• [TO DO] Set down exactly the entries below, beginning at their first line and ending at the line with "DEFAULT 0 CHECK".

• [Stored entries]
□ □ □ □
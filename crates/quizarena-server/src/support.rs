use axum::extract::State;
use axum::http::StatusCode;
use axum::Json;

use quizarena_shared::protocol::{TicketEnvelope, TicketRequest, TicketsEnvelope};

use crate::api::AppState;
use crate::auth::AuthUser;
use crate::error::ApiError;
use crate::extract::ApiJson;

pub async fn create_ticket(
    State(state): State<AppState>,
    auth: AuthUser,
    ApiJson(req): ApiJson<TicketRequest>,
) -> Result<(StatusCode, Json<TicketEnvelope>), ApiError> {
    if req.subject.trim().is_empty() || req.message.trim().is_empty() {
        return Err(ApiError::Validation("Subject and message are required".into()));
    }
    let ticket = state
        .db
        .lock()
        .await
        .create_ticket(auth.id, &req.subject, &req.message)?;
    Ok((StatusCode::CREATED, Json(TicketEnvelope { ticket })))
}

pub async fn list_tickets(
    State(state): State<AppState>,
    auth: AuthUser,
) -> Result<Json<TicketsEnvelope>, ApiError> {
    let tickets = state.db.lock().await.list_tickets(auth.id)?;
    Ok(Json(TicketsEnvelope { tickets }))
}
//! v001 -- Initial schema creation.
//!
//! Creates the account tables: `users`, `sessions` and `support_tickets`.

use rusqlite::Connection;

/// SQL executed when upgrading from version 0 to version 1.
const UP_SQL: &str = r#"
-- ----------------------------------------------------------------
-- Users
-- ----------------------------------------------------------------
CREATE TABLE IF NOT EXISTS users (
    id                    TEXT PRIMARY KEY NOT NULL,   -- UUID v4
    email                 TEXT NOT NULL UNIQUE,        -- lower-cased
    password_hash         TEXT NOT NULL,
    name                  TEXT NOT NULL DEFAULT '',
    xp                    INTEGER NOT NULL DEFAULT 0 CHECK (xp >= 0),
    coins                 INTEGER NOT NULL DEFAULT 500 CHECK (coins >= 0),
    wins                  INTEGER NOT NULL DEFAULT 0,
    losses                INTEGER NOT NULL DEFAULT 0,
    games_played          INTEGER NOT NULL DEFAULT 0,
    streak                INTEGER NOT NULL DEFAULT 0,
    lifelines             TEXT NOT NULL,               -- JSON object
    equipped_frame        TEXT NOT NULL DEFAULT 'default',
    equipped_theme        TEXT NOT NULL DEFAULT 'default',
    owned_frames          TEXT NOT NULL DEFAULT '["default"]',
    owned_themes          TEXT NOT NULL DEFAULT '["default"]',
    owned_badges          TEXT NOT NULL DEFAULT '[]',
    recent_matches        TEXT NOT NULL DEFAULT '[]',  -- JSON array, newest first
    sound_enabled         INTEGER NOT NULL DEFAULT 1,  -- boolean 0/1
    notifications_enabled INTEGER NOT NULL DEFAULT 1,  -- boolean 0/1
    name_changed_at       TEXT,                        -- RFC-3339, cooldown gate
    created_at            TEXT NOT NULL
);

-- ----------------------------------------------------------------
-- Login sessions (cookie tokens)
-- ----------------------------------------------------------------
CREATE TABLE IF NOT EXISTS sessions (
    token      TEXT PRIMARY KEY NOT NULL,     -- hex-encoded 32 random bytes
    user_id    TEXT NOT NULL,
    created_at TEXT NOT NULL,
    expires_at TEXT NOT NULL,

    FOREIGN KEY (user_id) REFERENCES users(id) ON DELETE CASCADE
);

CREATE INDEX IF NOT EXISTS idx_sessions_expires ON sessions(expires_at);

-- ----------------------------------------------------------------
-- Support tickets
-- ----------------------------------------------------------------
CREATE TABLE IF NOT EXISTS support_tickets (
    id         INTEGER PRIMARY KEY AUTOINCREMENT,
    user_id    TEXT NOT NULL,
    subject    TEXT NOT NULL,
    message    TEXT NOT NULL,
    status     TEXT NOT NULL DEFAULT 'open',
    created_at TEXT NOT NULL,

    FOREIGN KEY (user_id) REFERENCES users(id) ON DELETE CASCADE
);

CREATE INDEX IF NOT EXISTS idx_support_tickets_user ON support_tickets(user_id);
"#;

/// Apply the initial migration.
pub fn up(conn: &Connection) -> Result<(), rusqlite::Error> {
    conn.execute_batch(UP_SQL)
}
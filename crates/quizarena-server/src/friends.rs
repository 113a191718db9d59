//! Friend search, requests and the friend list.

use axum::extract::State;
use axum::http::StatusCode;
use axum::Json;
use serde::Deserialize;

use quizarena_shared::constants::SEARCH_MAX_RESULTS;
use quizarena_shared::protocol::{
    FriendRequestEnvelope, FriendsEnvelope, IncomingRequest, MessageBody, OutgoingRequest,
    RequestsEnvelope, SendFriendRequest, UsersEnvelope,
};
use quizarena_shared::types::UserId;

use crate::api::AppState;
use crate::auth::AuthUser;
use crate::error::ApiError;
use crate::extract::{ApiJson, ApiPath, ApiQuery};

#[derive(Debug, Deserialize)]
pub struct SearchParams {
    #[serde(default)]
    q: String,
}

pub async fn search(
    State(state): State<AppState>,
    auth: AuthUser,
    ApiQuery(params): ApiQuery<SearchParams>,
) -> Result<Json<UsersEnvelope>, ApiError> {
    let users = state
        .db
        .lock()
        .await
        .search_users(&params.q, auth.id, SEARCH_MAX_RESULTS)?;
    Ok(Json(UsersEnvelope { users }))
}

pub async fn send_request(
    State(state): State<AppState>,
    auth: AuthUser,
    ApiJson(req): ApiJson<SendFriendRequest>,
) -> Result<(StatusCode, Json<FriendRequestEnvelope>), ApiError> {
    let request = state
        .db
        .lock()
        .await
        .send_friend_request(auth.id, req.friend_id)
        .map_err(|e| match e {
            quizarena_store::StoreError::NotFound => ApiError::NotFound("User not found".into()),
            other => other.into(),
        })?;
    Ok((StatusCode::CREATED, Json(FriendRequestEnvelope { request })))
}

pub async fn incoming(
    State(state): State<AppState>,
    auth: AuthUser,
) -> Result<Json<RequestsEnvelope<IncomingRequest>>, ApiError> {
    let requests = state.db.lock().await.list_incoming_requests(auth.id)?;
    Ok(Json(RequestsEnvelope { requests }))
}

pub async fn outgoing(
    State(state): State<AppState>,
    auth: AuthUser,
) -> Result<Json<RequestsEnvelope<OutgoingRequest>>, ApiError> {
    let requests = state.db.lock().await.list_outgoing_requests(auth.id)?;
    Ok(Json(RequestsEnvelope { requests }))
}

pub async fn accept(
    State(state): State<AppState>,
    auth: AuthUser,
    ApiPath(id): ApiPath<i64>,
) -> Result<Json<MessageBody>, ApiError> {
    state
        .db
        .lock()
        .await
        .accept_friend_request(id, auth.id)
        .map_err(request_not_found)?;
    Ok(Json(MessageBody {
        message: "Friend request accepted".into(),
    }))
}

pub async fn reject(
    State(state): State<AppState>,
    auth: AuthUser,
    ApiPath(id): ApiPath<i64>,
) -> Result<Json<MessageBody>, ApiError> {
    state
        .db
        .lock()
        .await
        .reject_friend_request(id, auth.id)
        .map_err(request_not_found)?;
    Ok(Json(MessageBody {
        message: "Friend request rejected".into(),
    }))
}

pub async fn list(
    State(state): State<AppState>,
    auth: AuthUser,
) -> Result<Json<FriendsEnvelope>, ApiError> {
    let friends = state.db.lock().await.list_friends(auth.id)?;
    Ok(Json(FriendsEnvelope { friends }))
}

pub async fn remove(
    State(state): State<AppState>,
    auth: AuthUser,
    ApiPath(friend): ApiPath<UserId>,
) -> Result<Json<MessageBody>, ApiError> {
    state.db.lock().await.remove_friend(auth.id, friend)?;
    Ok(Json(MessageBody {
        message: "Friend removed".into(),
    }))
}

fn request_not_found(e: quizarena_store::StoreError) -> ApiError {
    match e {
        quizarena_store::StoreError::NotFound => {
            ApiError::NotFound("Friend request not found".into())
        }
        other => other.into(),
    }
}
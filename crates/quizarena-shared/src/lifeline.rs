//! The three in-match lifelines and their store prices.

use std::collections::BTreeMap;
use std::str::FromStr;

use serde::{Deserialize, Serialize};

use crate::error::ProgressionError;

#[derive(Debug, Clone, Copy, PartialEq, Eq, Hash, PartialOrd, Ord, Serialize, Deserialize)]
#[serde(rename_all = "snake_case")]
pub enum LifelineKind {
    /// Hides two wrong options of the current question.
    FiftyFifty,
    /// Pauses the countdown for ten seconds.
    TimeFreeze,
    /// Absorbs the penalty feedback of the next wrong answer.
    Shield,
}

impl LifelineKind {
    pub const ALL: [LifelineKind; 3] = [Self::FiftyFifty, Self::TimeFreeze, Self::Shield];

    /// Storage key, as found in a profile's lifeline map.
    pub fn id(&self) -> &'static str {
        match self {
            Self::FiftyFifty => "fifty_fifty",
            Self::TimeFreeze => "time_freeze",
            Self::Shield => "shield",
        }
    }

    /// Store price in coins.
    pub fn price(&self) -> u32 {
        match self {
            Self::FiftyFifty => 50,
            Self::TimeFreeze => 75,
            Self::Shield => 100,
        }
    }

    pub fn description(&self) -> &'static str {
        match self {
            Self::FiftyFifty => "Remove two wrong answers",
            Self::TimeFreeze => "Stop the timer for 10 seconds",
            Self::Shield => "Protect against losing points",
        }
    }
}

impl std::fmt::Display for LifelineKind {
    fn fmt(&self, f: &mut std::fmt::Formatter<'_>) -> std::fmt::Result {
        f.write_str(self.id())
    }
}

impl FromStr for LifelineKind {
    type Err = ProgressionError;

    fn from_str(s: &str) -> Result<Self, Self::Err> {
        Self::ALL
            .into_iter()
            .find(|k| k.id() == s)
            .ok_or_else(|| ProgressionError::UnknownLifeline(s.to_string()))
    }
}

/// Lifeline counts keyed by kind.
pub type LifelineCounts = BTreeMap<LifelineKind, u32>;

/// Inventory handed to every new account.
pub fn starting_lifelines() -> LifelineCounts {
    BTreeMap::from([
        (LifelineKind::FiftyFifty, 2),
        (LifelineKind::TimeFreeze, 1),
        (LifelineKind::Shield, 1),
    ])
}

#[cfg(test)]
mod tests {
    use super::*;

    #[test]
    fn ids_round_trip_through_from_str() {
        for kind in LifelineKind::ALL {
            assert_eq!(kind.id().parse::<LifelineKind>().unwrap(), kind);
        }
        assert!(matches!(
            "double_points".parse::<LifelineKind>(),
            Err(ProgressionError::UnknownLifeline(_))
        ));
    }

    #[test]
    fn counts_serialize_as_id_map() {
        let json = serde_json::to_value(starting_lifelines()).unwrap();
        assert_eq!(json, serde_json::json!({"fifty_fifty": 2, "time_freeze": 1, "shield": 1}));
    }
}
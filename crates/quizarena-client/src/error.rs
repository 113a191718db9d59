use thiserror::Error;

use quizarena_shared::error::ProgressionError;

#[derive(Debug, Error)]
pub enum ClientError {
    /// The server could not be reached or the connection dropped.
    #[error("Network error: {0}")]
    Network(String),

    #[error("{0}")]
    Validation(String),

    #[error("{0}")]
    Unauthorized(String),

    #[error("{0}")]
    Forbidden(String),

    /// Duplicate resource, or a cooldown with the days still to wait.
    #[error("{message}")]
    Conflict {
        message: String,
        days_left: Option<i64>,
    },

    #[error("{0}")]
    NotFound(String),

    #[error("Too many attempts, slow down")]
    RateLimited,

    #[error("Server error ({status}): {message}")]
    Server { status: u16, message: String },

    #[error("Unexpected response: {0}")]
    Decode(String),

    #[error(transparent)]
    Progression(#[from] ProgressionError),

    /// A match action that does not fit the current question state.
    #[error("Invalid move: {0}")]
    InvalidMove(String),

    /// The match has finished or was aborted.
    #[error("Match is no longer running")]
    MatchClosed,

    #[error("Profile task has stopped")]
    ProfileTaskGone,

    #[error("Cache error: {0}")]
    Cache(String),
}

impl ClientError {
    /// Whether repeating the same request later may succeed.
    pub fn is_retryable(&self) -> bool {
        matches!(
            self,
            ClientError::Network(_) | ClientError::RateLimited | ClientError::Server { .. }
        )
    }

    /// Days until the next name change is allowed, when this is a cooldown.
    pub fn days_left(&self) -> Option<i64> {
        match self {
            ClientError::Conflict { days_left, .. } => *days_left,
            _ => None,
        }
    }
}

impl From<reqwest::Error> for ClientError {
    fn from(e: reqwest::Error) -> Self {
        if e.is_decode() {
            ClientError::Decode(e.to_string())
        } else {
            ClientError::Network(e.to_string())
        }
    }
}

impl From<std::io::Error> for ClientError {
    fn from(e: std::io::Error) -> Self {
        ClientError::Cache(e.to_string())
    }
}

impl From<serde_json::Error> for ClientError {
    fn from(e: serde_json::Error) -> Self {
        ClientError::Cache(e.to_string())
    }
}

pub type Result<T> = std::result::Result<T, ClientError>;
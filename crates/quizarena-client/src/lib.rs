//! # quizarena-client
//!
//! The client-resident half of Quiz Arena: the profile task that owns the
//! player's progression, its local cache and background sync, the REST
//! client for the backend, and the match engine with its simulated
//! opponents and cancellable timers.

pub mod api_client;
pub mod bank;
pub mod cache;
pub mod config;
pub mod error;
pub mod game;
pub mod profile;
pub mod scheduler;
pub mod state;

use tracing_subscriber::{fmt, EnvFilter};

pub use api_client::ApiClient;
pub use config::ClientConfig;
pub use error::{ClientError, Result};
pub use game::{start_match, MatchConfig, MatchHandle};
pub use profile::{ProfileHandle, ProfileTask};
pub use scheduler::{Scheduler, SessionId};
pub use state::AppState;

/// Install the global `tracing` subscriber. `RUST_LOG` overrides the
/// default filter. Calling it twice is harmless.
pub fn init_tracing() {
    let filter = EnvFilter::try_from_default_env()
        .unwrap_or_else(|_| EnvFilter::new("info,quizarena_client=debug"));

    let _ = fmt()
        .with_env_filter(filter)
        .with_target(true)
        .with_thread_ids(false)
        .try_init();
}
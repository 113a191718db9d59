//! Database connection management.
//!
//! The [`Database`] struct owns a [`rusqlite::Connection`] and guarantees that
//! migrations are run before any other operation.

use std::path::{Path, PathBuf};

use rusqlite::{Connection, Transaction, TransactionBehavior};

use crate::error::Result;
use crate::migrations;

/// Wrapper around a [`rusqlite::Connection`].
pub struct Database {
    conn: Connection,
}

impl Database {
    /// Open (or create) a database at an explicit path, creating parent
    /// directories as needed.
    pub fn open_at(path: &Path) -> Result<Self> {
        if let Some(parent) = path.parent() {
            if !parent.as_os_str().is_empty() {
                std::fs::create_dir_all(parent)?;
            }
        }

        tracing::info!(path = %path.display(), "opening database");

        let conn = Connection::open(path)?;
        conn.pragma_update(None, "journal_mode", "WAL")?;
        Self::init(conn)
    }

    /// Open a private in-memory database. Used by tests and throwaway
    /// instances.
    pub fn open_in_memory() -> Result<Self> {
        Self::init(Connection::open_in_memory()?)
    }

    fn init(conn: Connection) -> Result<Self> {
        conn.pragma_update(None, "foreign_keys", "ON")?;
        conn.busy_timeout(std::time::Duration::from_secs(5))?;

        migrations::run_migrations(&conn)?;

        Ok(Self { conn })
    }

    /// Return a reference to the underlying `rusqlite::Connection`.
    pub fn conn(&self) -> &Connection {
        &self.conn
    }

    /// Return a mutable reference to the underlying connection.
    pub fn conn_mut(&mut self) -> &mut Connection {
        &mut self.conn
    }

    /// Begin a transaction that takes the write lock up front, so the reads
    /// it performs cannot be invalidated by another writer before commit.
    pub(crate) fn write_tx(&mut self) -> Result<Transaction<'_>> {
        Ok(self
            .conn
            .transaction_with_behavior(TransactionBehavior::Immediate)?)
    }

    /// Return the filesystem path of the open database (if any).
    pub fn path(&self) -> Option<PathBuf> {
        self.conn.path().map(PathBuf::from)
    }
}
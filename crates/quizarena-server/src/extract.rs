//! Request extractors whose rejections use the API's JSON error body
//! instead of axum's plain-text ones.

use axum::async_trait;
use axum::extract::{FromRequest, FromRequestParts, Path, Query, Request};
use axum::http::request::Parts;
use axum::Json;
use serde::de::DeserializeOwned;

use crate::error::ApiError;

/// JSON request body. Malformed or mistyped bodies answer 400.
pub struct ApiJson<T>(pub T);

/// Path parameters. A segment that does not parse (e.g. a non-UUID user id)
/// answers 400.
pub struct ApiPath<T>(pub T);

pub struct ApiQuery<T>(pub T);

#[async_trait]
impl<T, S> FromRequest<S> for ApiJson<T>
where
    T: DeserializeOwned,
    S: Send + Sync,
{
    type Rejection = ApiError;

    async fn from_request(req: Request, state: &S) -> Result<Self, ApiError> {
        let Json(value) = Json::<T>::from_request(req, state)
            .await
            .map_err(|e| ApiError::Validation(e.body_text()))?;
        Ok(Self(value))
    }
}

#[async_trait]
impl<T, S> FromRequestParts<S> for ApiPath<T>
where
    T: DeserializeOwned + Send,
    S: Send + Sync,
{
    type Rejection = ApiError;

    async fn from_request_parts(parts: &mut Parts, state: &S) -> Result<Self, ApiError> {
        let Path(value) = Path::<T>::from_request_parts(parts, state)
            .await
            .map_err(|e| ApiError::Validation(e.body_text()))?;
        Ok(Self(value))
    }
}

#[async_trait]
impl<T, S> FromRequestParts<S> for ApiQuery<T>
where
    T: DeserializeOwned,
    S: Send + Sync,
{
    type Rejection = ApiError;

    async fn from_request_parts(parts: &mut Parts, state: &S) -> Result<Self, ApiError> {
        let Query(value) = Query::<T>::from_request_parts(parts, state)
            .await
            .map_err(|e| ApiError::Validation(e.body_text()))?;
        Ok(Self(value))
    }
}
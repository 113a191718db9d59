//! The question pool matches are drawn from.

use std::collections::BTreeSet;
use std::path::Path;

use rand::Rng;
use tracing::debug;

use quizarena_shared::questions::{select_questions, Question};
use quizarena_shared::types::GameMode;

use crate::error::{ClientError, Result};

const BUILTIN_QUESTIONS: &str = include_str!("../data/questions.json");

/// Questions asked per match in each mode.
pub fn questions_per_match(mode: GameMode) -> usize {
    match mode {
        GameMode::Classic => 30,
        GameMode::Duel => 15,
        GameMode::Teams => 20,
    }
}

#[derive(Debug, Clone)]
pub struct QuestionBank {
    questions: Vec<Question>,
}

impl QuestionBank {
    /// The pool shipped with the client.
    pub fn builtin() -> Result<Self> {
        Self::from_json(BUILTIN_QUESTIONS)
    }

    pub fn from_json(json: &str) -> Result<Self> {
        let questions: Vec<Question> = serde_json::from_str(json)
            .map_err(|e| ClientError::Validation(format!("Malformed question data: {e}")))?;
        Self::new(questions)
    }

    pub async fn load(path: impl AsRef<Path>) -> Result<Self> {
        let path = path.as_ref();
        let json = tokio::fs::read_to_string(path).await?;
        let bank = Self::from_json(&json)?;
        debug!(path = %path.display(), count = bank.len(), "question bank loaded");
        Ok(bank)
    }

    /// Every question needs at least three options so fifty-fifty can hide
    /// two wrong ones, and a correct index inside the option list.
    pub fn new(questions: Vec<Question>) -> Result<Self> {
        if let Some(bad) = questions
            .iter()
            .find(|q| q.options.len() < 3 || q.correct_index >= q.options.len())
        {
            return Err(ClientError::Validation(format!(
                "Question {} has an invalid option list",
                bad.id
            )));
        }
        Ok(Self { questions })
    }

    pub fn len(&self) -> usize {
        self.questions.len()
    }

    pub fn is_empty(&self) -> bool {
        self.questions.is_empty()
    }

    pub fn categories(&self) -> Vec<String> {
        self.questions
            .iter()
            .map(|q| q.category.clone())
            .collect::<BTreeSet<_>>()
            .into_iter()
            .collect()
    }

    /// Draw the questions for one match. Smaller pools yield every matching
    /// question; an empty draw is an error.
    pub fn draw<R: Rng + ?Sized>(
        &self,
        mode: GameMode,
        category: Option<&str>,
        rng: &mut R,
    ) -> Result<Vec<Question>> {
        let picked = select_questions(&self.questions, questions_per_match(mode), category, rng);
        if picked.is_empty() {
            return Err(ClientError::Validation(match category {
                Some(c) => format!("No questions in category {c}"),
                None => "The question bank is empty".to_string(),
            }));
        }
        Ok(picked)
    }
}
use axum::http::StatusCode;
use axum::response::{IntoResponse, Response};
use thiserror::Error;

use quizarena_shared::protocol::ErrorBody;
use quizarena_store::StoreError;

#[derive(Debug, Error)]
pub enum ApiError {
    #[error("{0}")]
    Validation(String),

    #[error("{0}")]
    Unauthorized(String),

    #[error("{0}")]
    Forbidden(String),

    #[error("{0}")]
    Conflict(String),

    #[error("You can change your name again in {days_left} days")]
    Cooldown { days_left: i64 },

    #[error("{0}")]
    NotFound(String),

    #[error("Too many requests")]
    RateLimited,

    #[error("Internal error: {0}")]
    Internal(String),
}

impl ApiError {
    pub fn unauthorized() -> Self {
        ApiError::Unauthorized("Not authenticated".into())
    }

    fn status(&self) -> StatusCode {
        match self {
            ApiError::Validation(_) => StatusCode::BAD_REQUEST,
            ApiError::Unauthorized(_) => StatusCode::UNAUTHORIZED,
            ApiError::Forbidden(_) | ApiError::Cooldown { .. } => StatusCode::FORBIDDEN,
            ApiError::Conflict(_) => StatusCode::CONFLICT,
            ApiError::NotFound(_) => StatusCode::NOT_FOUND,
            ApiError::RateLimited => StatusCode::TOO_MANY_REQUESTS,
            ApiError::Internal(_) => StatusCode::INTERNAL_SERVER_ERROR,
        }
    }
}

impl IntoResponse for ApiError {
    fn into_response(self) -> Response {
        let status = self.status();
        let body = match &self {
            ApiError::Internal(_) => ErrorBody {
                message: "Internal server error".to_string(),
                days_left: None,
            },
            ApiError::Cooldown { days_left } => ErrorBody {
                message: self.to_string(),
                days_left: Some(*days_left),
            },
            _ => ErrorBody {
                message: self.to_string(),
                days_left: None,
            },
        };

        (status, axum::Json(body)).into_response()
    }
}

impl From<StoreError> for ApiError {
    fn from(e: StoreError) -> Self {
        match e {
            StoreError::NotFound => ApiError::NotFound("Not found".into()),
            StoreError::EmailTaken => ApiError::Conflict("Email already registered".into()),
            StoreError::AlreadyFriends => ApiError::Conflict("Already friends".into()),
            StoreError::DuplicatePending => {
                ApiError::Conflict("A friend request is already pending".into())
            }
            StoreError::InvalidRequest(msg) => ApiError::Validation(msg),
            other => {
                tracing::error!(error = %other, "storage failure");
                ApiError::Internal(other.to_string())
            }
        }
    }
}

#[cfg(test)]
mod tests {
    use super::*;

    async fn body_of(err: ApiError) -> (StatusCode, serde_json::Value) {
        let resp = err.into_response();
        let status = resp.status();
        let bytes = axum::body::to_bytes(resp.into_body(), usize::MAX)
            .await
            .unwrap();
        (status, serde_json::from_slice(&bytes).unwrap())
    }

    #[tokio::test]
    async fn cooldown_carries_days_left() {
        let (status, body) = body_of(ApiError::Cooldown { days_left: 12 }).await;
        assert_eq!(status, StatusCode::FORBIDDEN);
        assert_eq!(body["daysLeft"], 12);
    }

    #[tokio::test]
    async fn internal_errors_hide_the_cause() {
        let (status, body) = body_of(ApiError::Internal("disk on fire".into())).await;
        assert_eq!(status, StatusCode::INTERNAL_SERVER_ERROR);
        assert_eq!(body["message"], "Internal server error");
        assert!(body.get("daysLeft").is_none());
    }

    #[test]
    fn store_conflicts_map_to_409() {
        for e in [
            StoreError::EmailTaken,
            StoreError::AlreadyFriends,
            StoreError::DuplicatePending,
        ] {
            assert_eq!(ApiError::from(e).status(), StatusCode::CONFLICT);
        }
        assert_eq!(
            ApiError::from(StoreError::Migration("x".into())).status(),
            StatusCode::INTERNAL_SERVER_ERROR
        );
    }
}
□ □ □ □
• [EXPECTED ANSWER]
filename crates/quizarena-server/src/support.rs
use axum::extract::State;
use axum::http::StatusCode;
use axum::Json;

use quizarena_shared::protocol::{TicketEnvelope, TicketRequest, TicketsEnvelope};

use crate::api::AppState;
use crate::auth::AuthUser;
use crate::error::ApiError;
use crate::extract::ApiJson;

pub async fn create_ticket(
    State(state): State<AppState>,
    auth: AuthUser,
    ApiJson(req): ApiJson<TicketRequest>,
) -> Result<(StatusCode, Json<TicketEnvelope>), ApiError> {
    if req.subject.trim().is_empty() || req.message.trim().is_empty() {
        return Err(ApiError::Validation("Subject and message are required".into()));
    }
    let ticket = state
        .db
        .lock()
        .await
        .create_ticket(auth.id, &req.subject, &req.message)?;
    Ok((StatusCode::CREATED, Json(TicketEnvelope { ticket })))
}

pub async fn list_tickets(
    State(state): State<AppState>,
    auth: AuthUser,
) -> Result<Json<TicketsEnvelope>, ApiError> {
    let tickets = state.db.lock().await.list_tickets(auth.id)?;
    Ok(Json(TicketsEnvelope { tickets }))
}
//! v001 -- Initial schema creation.
//!
//! Creates the account tables: `users`, `sessions` and `support_tickets`.

use rusqlite::Connection;

/// SQL executed when upgrading from version 0 to version 1.
const UP_SQL: &str = r#"
-- ----------------------------------------------------------------
-- Users
-- ----------------------------------------------------------------
CREATE TABLE IF NOT EXISTS users (
    id                    TEXT PRIMARY KEY NOT NULL,   -- UUID v4
    email                 TEXT NOT NULL UNIQUE,        -- lower-cased
    password_hash         TEXT NOT NULL,
    name                  TEXT NOT NULL DEFAULT '',
    xp                    INTEGER NOT NULL DEFAULT 0 CHECK (xp >= 0),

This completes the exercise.